_TASK PROMPT:_ What lines in the data hold the string "anyhow"? Show them.
^^^^
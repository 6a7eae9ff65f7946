//! Call sessions: lifecycle state, transcript, registry and the per-call
//! bridge task that wires the two adapters together.

pub mod bridge;
pub mod registry;
pub mod session;
pub mod state;
pub mod transcript;

pub use bridge::{run_call, BridgeContext, BridgeSettings};
pub use registry::{RegistrySummary, SessionRegistry};
pub use session::{AiControl, CallSession, FinalizeEvent, Leg, SessionSettings, TelephonyControl};
pub use state::{CallState, EndReason};
pub use transcript::{Speaker, TranscriptTurn};
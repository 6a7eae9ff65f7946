//! # Voice Call Bridge - Main Application Entry Point
//!
//! Bridges live phone calls to a realtime AI voice assistant. The telephony
//! provider streams each call's audio over a WebSocket; the bridge relays it
//! to the AI service and plays the assistant's replies back to the caller.
//! Operators can watch calls live, take over from the AI and hand back.
//!
//! ## Key Rust Concepts Used:
//! - **async/await**: every connection and every call runs as a task on the runtime
//! - **Arc & RwLock**: shared registry, config and metrics across workers
//! - **Channels**: adapters, actors and the finalize listener talk over `mpsc`
//! - **Result<T, E>**: startup returns `anyhow::Result`, handlers return `BridgeError`
//!
//! ## Application Architecture:
//! - **audio**: frames, mu-law/PCM16 codec, bounded drop-oldest queues
//! - **call**: session state machine, transcript, registry, per-call bridge task
//! - **telephony**: media-stream protocol and adapter
//! - **realtime**: AI service protocol, connector with retry, adapter
//! - **observer**: dashboard fan-out
//! - **websocket**: actix actors for media, dashboard and operator connections
//! - **config / state / health / middleware / handlers**: the service around it

mod audio;
mod call;
mod config;
mod error;
mod handlers;
mod health;
mod middleware;
mod observer;
mod realtime;
mod state;
mod telephony;
mod transport;
mod websocket;

use actix_cors::Cors;
use actix_web::{web, App, HttpServer};
use anyhow::Result;
use crate::call::{EndReason, FinalizeEvent};
use crate::config::AppConfig;
use crate::realtime::WsConnector;
use crate::state::AppState;
use std::sync::Arc;
use std::time::Duration;
use tokio::sync::mpsc;
use tracing::{error, info, warn};
use tracing_actix_web::TracingLogger;
use tracing_subscriber::{layer::SubscriberExt, util::SubscriberInitExt};

/// The main application entry point.
///
/// ## What this function does:
/// 1. **Loads configuration** from `.env`, `config.toml` and environment variables
/// 2. **Sets up logging** with `tracing`
/// 3. **Creates shared state**: registry, realtime connector, metrics
/// 4. **Starts the finalize listener** that records every finished call
/// 5. **Serves** the WebSocket endpoints and the `/api/v1` control API
/// 6. **Shuts down gracefully**: live calls are asked to end before the server stops
#[actix_web::main]
async fn main() -> Result<()> {
    dotenv::dotenv().ok();
    init_tracing()?;

    let config = AppConfig::load()?;

    info!("Starting voice-call-bridge v{}", env!("CARGO_PKG_VERSION"));
    info!(
        model = %config.realtime.model,
        audio_format = %config.realtime.audio_format,
        max_calls = config.session.max_concurrent_calls,
        "Configuration loaded: {}:{}",
        config.server.host,
        config.server.port
    );
    if config.realtime.api_key.is_none() {
        warn!("No realtime API key configured; the realtime service will refuse connections");
    }

    let connector = Arc::new(WsConnector::new(
        &config.realtime.url,
        &config.realtime.model,
        config.realtime.api_key.clone(),
    ));
    let (app_state, finalize_rx) = AppState::new(config.clone(), connector);
    tokio::spawn(record_finalized_calls(app_state.clone(), finalize_rx));

    let bind_addr = format!("{}:{}", config.server.host, config.server.port);
    info!("Starting HTTP server on {}", bind_addr);

    let server_state = app_state.clone();
    let server = HttpServer::new(move || {
        let cors = Cors::default()
            .allow_any_origin()
            .allow_any_method()
            .allow_any_header()
            .max_age(3600);

        App::new()
            .app_data(web::Data::new(server_state.clone()))
            // Middleware runs in reverse order of registration for responses
            .wrap(cors)
            .wrap(TracingLogger::default())
            .wrap(middleware::MetricsMiddleware)
            .wrap(middleware::RequestLogging)
            .route("/media-stream", web::get().to(websocket::media_stream))
            .route("/dashboard-stream", web::get().to(websocket::dashboard_stream))
            .route("/human-audio/{call_id}", web::get().to(websocket::human_audio))
            .service(
                web::scope("/api/v1")
                    .route("/health", web::get().to(health::health_check))
                    .route("/metrics", web::get().to(health::detailed_metrics))
                    .route("/config", web::get().to(handlers::get_config))
                    .route("/config", web::put().to(handlers::update_config))
                    .route("/calls", web::get().to(handlers::list_calls))
                    .route("/calls/{call_id}", web::get().to(handlers::get_call))
                    .route("/calls/{call_id}/takeover", web::post().to(handlers::takeover_call))
                    .route("/calls/{call_id}/resume", web::post().to(handlers::resume_call))
                    .route("/calls/{call_id}/end", web::post().to(handlers::end_call)),
            )
            .route("/health", web::get().to(health::health_check))
    })
    // Signals are handled below so live calls can be ended first.
    .disable_signals()
    .bind(&bind_addr)?
    .run();

    let server_handle = server.handle();
    let server_task = tokio::spawn(server);

    tokio::select! {
        result = server_task => {
            match result {
                Ok(Err(e)) => error!("Server error: {}", e),
                Err(e) => error!("Server task error: {}", e),
                Ok(Ok(())) => {}
            }
        }
        _ = wait_for_shutdown() => {
            info!("Shutdown signal received, ending live calls...");
            drain_calls(&app_state).await;
            server_handle.stop(true).await;
        }
    }

    info!("Server stopped gracefully");
    Ok(())
}

/// Initialize `tracing` with an `EnvFilter` (`RUST_LOG` overrides the default).
fn init_tracing() -> Result<()> {
    tracing_subscriber::registry()
        .with(
            tracing_subscriber::EnvFilter::try_from_default_env()
                .unwrap_or_else(|_| "voice_call_bridge=debug,actix_web=info".into()),
        )
        .with(tracing_subscriber::fmt::layer())
        .init();

    Ok(())
}

/// Log every finished call as structured JSON and fold it into the metrics.
async fn record_finalized_calls(state: AppState, mut finalize_rx: mpsc::UnboundedReceiver<FinalizeEvent>) {
    while let Some(event) = finalize_rx.recv().await {
        state.record_finalize(&event);
        match serde_json::to_string(&event) {
            Ok(json) => info!(
                call_id = %event.call_id,
                reason = %event.end_reason,
                duration_secs = event.duration_secs,
                turns = event.transcript.len(),
                call = %json,
                "Call finalized"
            ),
            Err(err) => warn!(call_id = %event.call_id, error = %err, "Failed to serialize finalize event"),
        }
    }
}

/// Ask every call to end and give them their grace period to finalize.
async fn drain_calls(state: &AppState) {
    let ended = state.registry().end_all(EndReason::Shutdown);
    if ended == 0 {
        return;
    }

    let grace = Duration::from_millis(state.get_config().session.shutdown_grace_ms) + Duration::from_secs(1);
    let drained = tokio::time::timeout(grace, async {
        while !state.registry().is_empty() {
            tokio::time::sleep(Duration::from_millis(50)).await;
        }
    })
    .await;

    if drained.is_err() {
        warn!(remaining = state.registry().len(), "Calls still registered at shutdown");
    }
}

/// Resolves on SIGINT (Ctrl+C) or, on unix, SIGTERM.
async fn wait_for_shutdown() {
    let ctrl_c = async {
        if let Err(err) = tokio::signal::ctrl_c().await {
            error!("Failed to listen for Ctrl+C: {}", err);
            std::future::pending::<()>().await;
        }
    };

    #[cfg(unix)]
    let terminate = async {
        match tokio::signal::unix::signal(tokio::signal::unix::SignalKind::terminate()) {
            Ok(mut sigterm) => {
                sigterm.recv().await;
            }
            Err(err) => {
                error!("Failed to install SIGTERM handler: {}", err);
                std::future::pending::<()>().await;
            }
        }
    };

    #[cfg(not(unix))]
    let terminate = std::future::pending::<()>();

    tokio::select! {
        _ = ctrl_c => info!("Received SIGINT"),
        _ = terminate => info!("Received SIGTERM"),
    }
}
^^^^
_EXPECTED ANSWER:_
//! - **Result<T, E>**: startup returns `anyhow::Result`, handlers return `BridgeError`
use anyhow::Result;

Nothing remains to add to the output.